PROBLEM TO SOLVE → Which of the lines in the data below contain the string "chars"? Copy each of them.

LISTED ENTRIES →
// Copyright (c) 2025 Geoffrey Huntley <ghuntley@ghuntley.com>. All rights reserved.
// SPDX-License-Identifier: Proprietary

//! Character-level tokenizer for filter expressions.
//!
//! Value literals follow the JSON grammar (RFC 7159): strings with the JSON
//! escape set, numbers with optional fraction and exponent, `true`, `false`
//! and `null`. Any other word is an operator keyword or an attribute name.
//! Keywords are recognised by exact match only; whether `and` may appear
//! somewhere is for the parser to decide.

use tracing::{debug, trace};

use crate::cursor::Cursor;
use crate::error::{EscapeError, NumberError, TokenizeError};
use crate::token::{LogicalOperator, Operator, Token};

/// Tokenizes `input`. The result always ends with [`Token::EndOfInput`].
pub fn tokenize(input: &str) -> Result<Vec<Token>, TokenizeError> {
	let chars: Vec<char> = input.chars().collect();
	let result = Lexer::new(&chars).run();
	match &result {
		Ok(tokens) => trace!(tokens = tokens.len(), "tokenized filter"),
		Err(e) => debug!(position = e.position(), error = %e, "failed to tokenize filter"),
	}
	result
}

struct Lexer<'a> {
	cursor: Cursor<'a, char>,
	tokens: Vec<Token>,
}

impl<'a> Lexer<'a> {
	fn new(chars: &'a [char]) -> Self {
		Self {
			cursor: Cursor::new(chars),
			tokens: Vec::new(),
		}
	}

	fn run(mut self) -> Result<Vec<Token>, TokenizeError> {
		while let Some(&c) = self.cursor.peek() {
			match c {
				c if c.is_ascii_whitespace() => {
					self.cursor.advance();
				}
				'(' => self.single(Token::OpenParen),
				')' => self.single(Token::CloseParen),
				'[' => self.single(Token::OpenBracket),
				']' => self.single(Token::CloseBracket),
				'.' => self.single(Token::Dot),
				'"' => {
					let value = self.scan_string()?;
					self.tokens.push(Token::String(value));
				}
				'-' | '0'..='9' => {
					let value = self.scan_number()?;
					self.tokens.push(Token::Number(value));
				}
				c if c.is_ascii_alphabetic() => {
					let word = self.scan_word();
					self.tokens.push(classify(word));
				}
				character => {
					return Err(TokenizeError::InvalidCharacter {
						character,
						position: self.cursor.position(),
					});
				}
			}
		}
		self.tokens.push(Token::EndOfInput);
		Ok(self.tokens)
	}

	fn single(&mut self, token: Token) {
		self.cursor.advance();
		self.tokens.push(token);
	}

	fn scan_string(&mut self) -> Result<String, TokenizeError> {
		let start = self.cursor.position();
		self.cursor.advance();
		let mut value = String::new();
		loop {
			let position = self.cursor.position();
			let Some(&c) = self.cursor.advance() else {
				return Err(TokenizeError::UnterminatedString { position: start });
			};
			match c {
				'"' => return Ok(value),
				'\\' => value.push(self.scan_escape(start, position)?),
				c if c < '\u{20}' => {
					return Err(TokenizeError::InvalidStringCharacter {
						character: c,
						position,
					});
				}
				c => value.push(c),
			}
		}
	}

	/// Decodes the escape whose backslash sits at `escape_position`; the
	/// backslash has already been consumed.
	fn scan_escape(&mut self, start: usize, escape_position: usize) -> Result<char, TokenizeError> {
		let position = self.cursor.position();
		let Some(&c) = self.cursor.advance() else {
			return Err(TokenizeError::UnterminatedString { position: start });
		};
		let decoded = match c {
			'"' => '"',
			'\\' => '\\',
			'/' => '/',
			'b' => '\u{08}',
			'f' => '\u{0C}',
			'n' => '\n',
			'r' => '\r',
			't' => '\t',
			'u' => return self.scan_unicode_escape(start, escape_position),
			other => {
				return Err(TokenizeError::InvalidEscape {
					reason: EscapeError::UnknownEscape(other),
					position,
				});
			}
		};
		Ok(decoded)
	}

	fn scan_unicode_escape(
		&mut self,
		start: usize,
		escape_position: usize,
	) -> Result<char, TokenizeError> {
		let unpaired = TokenizeError::InvalidEscape {
			reason: EscapeError::UnpairedSurrogate,
			position: escape_position,
		};
		let high = self.scan_hex4(start)?;
		let code = match high {
			0xD800..=0xDBFF => {
				if !self.cursor.advance_if(|&c| c == '\\') {
					return Err(self.unterminated_or(start, unpaired));
				}
				if !self.cursor.advance_if(|&c| c == 'u') {
					return Err(self.unterminated_or(start, unpaired));
				}
				let low = self.scan_hex4(start)?;
				if !(0xDC00..=0xDFFF).contains(&low) {
					return Err(unpaired);
				}
				0x10000 + ((high - 0xD800) << 10) + (low - 0xDC00)
			}
			0xDC00..=0xDFFF => return Err(unpaired),
			code => code,
		};
		char::from_u32(code).ok_or(unpaired)
	}

	/// End of input inside an escape leaves the string unterminated;
	/// anything else is reported as `error`.
	fn unterminated_or(&self, start: usize, error: TokenizeError) -> TokenizeError {
		if self.cursor.is_at_end() {
			TokenizeError::UnterminatedString { position: start }
		} else {
			error
		}
	}

	fn scan_hex4(&mut self, start: usize) -> Result<u32, TokenizeError> {
		let mut code = 0;
		for _ in 0..4 {
			let position = self.cursor.position();
			let Some(c) = self.cursor.peek() else {
				return Err(TokenizeError::UnterminatedString { position: start });
			};
			let digit = c.to_digit(16).ok_or(TokenizeError::InvalidEscape {
				reason: EscapeError::ExpectedHexDigit,
				position,
			})?;
			self.cursor.advance();
			code = code * 16 + digit;
		}
		Ok(code)
	}

	fn scan_number(&mut self) -> Result<f64, TokenizeError> {
		let start = self.cursor.position();
		self.cursor.advance_if(|&c| c == '-');

		let leading = self.cursor.position();
		if *self.expect_digit()? == '0' {
			if self.cursor.check(char::is_ascii_digit) {
				return Err(TokenizeError::InvalidNumber {
					reason: NumberError::LeadingZero,
					position: leading,
				});
			}
		} else {
			self.skip_digits();
		}

		if self.cursor.advance_if(|&c| c == '.') {
			self.expect_digit()?;
			self.skip_digits();
		}

		if self.cursor.advance_if(|&c| c == 'e' || c == 'E') {
			self.cursor.advance_if(|&c| c == '+' || c == '-');
			self.expect_digit()?;
			self.skip_digits();
		}

		let text: String = self.cursor.span_from(start).iter().collect();
		let out_of_range = TokenizeError::InvalidNumber {
			reason: NumberError::OutOfRange,
			position: start,
		};
		match text.parse::<f64>() {
			Ok(value) if value.is_finite() => Ok(value),
			_ => Err(out_of_range),
		}
	}

	fn expect_digit(&mut self) -> Result<&'a char, TokenizeError> {
		self.cursor
			.consume(char::is_ascii_digit, |position, _| TokenizeError::InvalidNumber {
				reason: NumberError::ExpectedDigit,
				position,
			})
	}

	fn skip_digits(&mut self) {
		while self.cursor.advance_if(char::is_ascii_digit) {}
	}

	fn scan_word(&mut self) -> String {
		let start = self.cursor.position();
		while self
			.cursor
			.advance_if(|&c| c.is_ascii_alphanumeric() || c == '_' || c == '-')
		{}
		self.cursor.span_from(start).iter().collect()
	}
}

fn classify(word: String) -> Token {
	if let Some(op) = Operator::from_keyword(&word) {
		return Token::Operator(op);
	}
	if let Some(op) = LogicalOperator::from_keyword(&word) {
		return Token::LogicalOperator(op);
	}
	match word.as_str() {
		"true" => return Token::Boolean(true),
		"false" => return Token::Boolean(false),
		"null" => return Token::Null,
		_ => {}
	}
	Token::Identifier(word)
}

#[cfg(test)]
mod tests {
	use super::*;
	use crate::ast::CompareOp;
	use proptest::prelude::*;

	fn ident(name: &str) -> Token {
		Token::Identifier(name.to_string())
	}

	fn string(value: &str) -> Token {
		Token::String(value.to_string())
	}

	fn op(op: CompareOp) -> Token {
		Token::Operator(Operator::Compare(op))
	}

	fn logical(op: LogicalOperator) -> Token {
		Token::LogicalOperator(op)
	}

	fn number_of(input: &str) -> f64 {
		match tokenize(input).unwrap().as_slice() {
			[Token::Number(n), Token::EndOfInput] => *n,
			other => panic!("expected a single number, got {other:?}"),
		}
	}

	fn string_of(input: &str) -> String {
		match tokenize(input).unwrap().as_slice() {
			[Token::String(s), Token::EndOfInput] => s.clone(),
			other => panic!("expected a single string, got {other:?}"),
		}
	}

	#[test]
	fn test_simple_comparison() {
		assert_eq!(
			tokenize(r#"userName eq "bjensen""#).unwrap(),
			vec![ident("userName"), op(CompareOp::Eq), string("bjensen"), Token::EndOfInput]
		);
	}

	#[test]
	fn test_dotted_attribute() {
		assert_eq!(
			tokenize(r#"name.familyName co "O'Malley""#).unwrap(),
			vec![
				ident("name"),
				Token::Dot,
				ident("familyName"),
				op(CompareOp::Co),
				string("O'Malley"),
				Token::EndOfInput
			]
		);
	}

	#[test]
	fn test_presence_and_logical() {
		assert_eq!(
			tokenize(r#"title pr and userType eq "Employee""#).unwrap(),
			vec![
				ident("title"),
				Token::Operator(Operator::Present),
				logical(LogicalOperator::And),
				ident("userType"),
				op(CompareOp::Eq),
				string("Employee"),
				Token::EndOfInput
			]
		);
	}

	#[test]
	fn test_not_without_space() {
		assert_eq!(
			tokenize(r#"not(userType eq "Employee")"#).unwrap(),
			vec![
				logical(LogicalOperator::Not),
				Token::OpenParen,
				ident("userType"),
				op(CompareOp::Eq),
				string("Employee"),
				Token::CloseParen,
				Token::EndOfInput
			]
		);
	}

	#[test]
	fn test_value_path_brackets() {
		assert_eq!(
			tokenize(r#"emails[type eq "work" and value co "@example.com"]"#).unwrap(),
			vec![
				ident("emails"),
				Token::OpenBracket,
				ident("type"),
				op(CompareOp::Eq),
				string("work"),
				logical(LogicalOperator::And),
				ident("value"),
				op(CompareOp::Co),
				string("@example.com"),
				Token::CloseBracket,
				Token::EndOfInput
			]
		);
	}

	#[test]
	fn test_literals() {
		assert_eq!(
			tokenize("active eq true").unwrap()[2],
			Token::Boolean(true)
		);
		assert_eq!(
			tokenize("active eq false").unwrap()[2],
			Token::Boolean(false)
		);
		assert_eq!(tokenize("parent eq null").unwrap()[2], Token::Null);
		assert_eq!(tokenize("age lt 40").unwrap()[2], Token::Number(40.0));
	}

	#[test]
	fn test_identifier_characters() {
		assert_eq!(tokenize("user_age pr").unwrap()[0], ident("user_age"));
		assert_eq!(tokenize("user-age pr").unwrap()[0], ident("user-age"));
		assert_eq!(tokenize("addr2 pr").unwrap()[0], ident("addr2"));
	}

	#[test]
	fn test_keywords_are_case_sensitive() {
		assert_eq!(tokenize("EQ").unwrap()[0], ident("EQ"));
		assert_eq!(tokenize("And").unwrap()[0], ident("And"));
		assert_eq!(tokenize("True").unwrap()[0], ident("True"));
	}

	#[test]
	fn test_empty_input() {
		assert_eq!(tokenize("").unwrap(), vec![Token::EndOfInput]);
		assert_eq!(tokenize(" \t\r\n").unwrap(), vec![Token::EndOfInput]);
	}

	#[test]
	fn test_numbers() {
		assert_eq!(number_of("-20"), -20.0);
		assert_eq!(number_of("0"), 0.0);
		assert_eq!(number_of("0.5"), 0.5);
		assert_eq!(number_of("0.25"), 0.25);
		assert_eq!(number_of("12e3"), 12000.0);
		assert_eq!(number_of("12E3"), 12000.0);
		assert_eq!(number_of("12e+3"), 12000.0);
		assert_eq!(number_of("1e-2"), 0.01);
		assert_eq!(number_of("2.5e2"), 250.0);
		assert_eq!(number_of("2.5e-1"), 0.25);
		assert_eq!(number_of("2e10"), 20_000_000_000.0);
	}

	#[test]
	fn test_string_escapes() {
		assert_eq!(string_of(r#""\"""#), "\"");
		assert_eq!(string_of(r#""a\"b""#), "a\"b");
		assert_eq!(string_of(r#""\\""#), "\\");
		assert_eq!(string_of(r#""/""#), "/");
		assert_eq!(string_of(r#""\/""#), "/");
		assert_eq!(string_of(r#""\b\f\n\r\t""#), "\u{08}\u{0C}\n\r\t");
		assert_eq!(string_of(r#""\u00bf""#), "¿");
		assert_eq!(string_of(r#""\u00BF""#), "¿");
		assert_eq!(string_of(r#""\ud83d\ude00""#), "\u{1F600}");
		assert_eq!(string_of(r#""""#), "");
	}

	#[test]
	fn test_unterminated_string() {
		assert_eq!(
			tokenize(r#"userName eq "unterminated"#),
			Err(TokenizeError::UnterminatedString { position: 12 })
		);
		assert_eq!(
			tokenize(r#""\"#),
			Err(TokenizeError::UnterminatedString { position: 0 })
		);
		assert_eq!(
			tokenize(r#"x eq "\u00"#),
			Err(TokenizeError::UnterminatedString { position: 5 })
		);
		for input in [r#""\ud83d"#, r#""\ud83d\"#, r#""\ud83d\u"#, r#""\ud83d\ude"#] {
			assert_eq!(
				tokenize(input),
				Err(TokenizeError::UnterminatedString { position: 0 }),
				"{input}"
			);
		}
	}

	#[test]
	fn test_invalid_character() {
		assert_eq!(
			tokenize(r#"user+name eq "Michael""#),
			Err(TokenizeError::InvalidCharacter {
				character: '+',
				position: 4
			})
		);
		assert_eq!(
			tokenize("urn:ietf pr"),
			Err(TokenizeError::InvalidCharacter {
				character: ':',
				position: 3
			})
		);
	}

	#[test]
	fn test_invalid_numbers() {
		let expected_digit = |position| TokenizeError::InvalidNumber {
			reason: NumberError::ExpectedDigit,
			position,
		};
		let leading_zero = |position| TokenizeError::InvalidNumber {
			reason: NumberError::LeadingZero,
			position,
		};
		assert_eq!(tokenize("age eq 1."), Err(expected_digit(9)));
		assert_eq!(tokenize("age eq --2"), Err(expected_digit(8)));
		assert_eq!(tokenize("age eq 1e"), Err(expected_digit(9)));
		assert_eq!(tokenize("age eq 1e+"), Err(expected_digit(10)));
		assert_eq!(tokenize("age eq 1.x"), Err(expected_digit(9)));
		assert_eq!(tokenize("age eq 01"), Err(leading_zero(7)));
		assert_eq!(tokenize("age eq -01"), Err(leading_zero(8)));
		assert_eq!(
			tokenize("age eq 1e400"),
			Err(TokenizeError::InvalidNumber {
				reason: NumberError::OutOfRange,
				position: 7
			})
		);
	}

	#[test]
	fn test_invalid_escapes() {
		assert_eq!(
			tokenize(r#""\u1""#),
			Err(TokenizeError::InvalidEscape {
				reason: EscapeError::ExpectedHexDigit,
				position: 4
			})
		);
		assert_eq!(
			tokenize(r#""\x""#),
			Err(TokenizeError::InvalidEscape {
				reason: EscapeError::UnknownEscape('x'),
				position: 2
			})
		);
		assert_eq!(
			tokenize(r#""ab\ude00""#),
			Err(TokenizeError::InvalidEscape {
				reason: EscapeError::UnpairedSurrogate,
				position: 3
			})
		);
		assert_eq!(
			tokenize(r#""\ud83dx""#),
			Err(TokenizeError::InvalidEscape {
				reason: EscapeError::UnpairedSurrogate,
				position: 1
			})
		);
	}

	#[test]
	fn test_raw_control_characters_rejected() {
		for control in ['\u{08}', '\u{0C}', '\n', '\r', '\t', '\u{00}'] {
			let input = format!("\"{control}\"");
			assert_eq!(
				tokenize(&input),
				Err(TokenizeError::InvalidStringCharacter {
					character: control,
					position: 1
				})
			);
		}
	}

	#[test]
	fn test_positions_count_characters() {
		assert_eq!(
			tokenize(r#"name eq "¿¿" +"#),
			Err(TokenizeError::InvalidCharacter {
				character: '+',
				position: 13
			})
		);
	}

	proptest! {
		/// Integers tokenize to their numeric value.
		#[test]
		fn integers_round_trip(n in -1_000_000_000i64..1_000_000_000i64) {
			prop_assert_eq!(number_of(&n.to_string()), n as f64);
		}

		/// Strings without quotes, backslashes or control characters pass through unchanged.
		#[test]
		fn plain_strings_round_trip(s in "[^\"\\\\\\x00-\\x1f]{0,40}") {
			prop_assert_eq!(string_of(&format!("\"{s}\"")), s);
		}

		/// Every successful tokenization ends with exactly one end marker.
		#[test]
		fn single_end_marker(input in "[a-z0-9 ().\\[\\]\"-]{0,40}") {
			if let Ok(tokens) = tokenize(&input) {
				let ends = tokens.iter().filter(|t| **t == Token::EndOfInput).count();
				prop_assert_eq!(ends, 1);
				prop_assert_eq!(tokens.last(), Some(&Token::EndOfInput));
			}
		}
	}
}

RESPONSE BOX →
	let chars: Vec<char> = input.chars().collect();
	let result = Lexer::new(&chars).run();
	fn new(chars: &'a [char]) -> Self {
			cursor: Cursor::new(chars),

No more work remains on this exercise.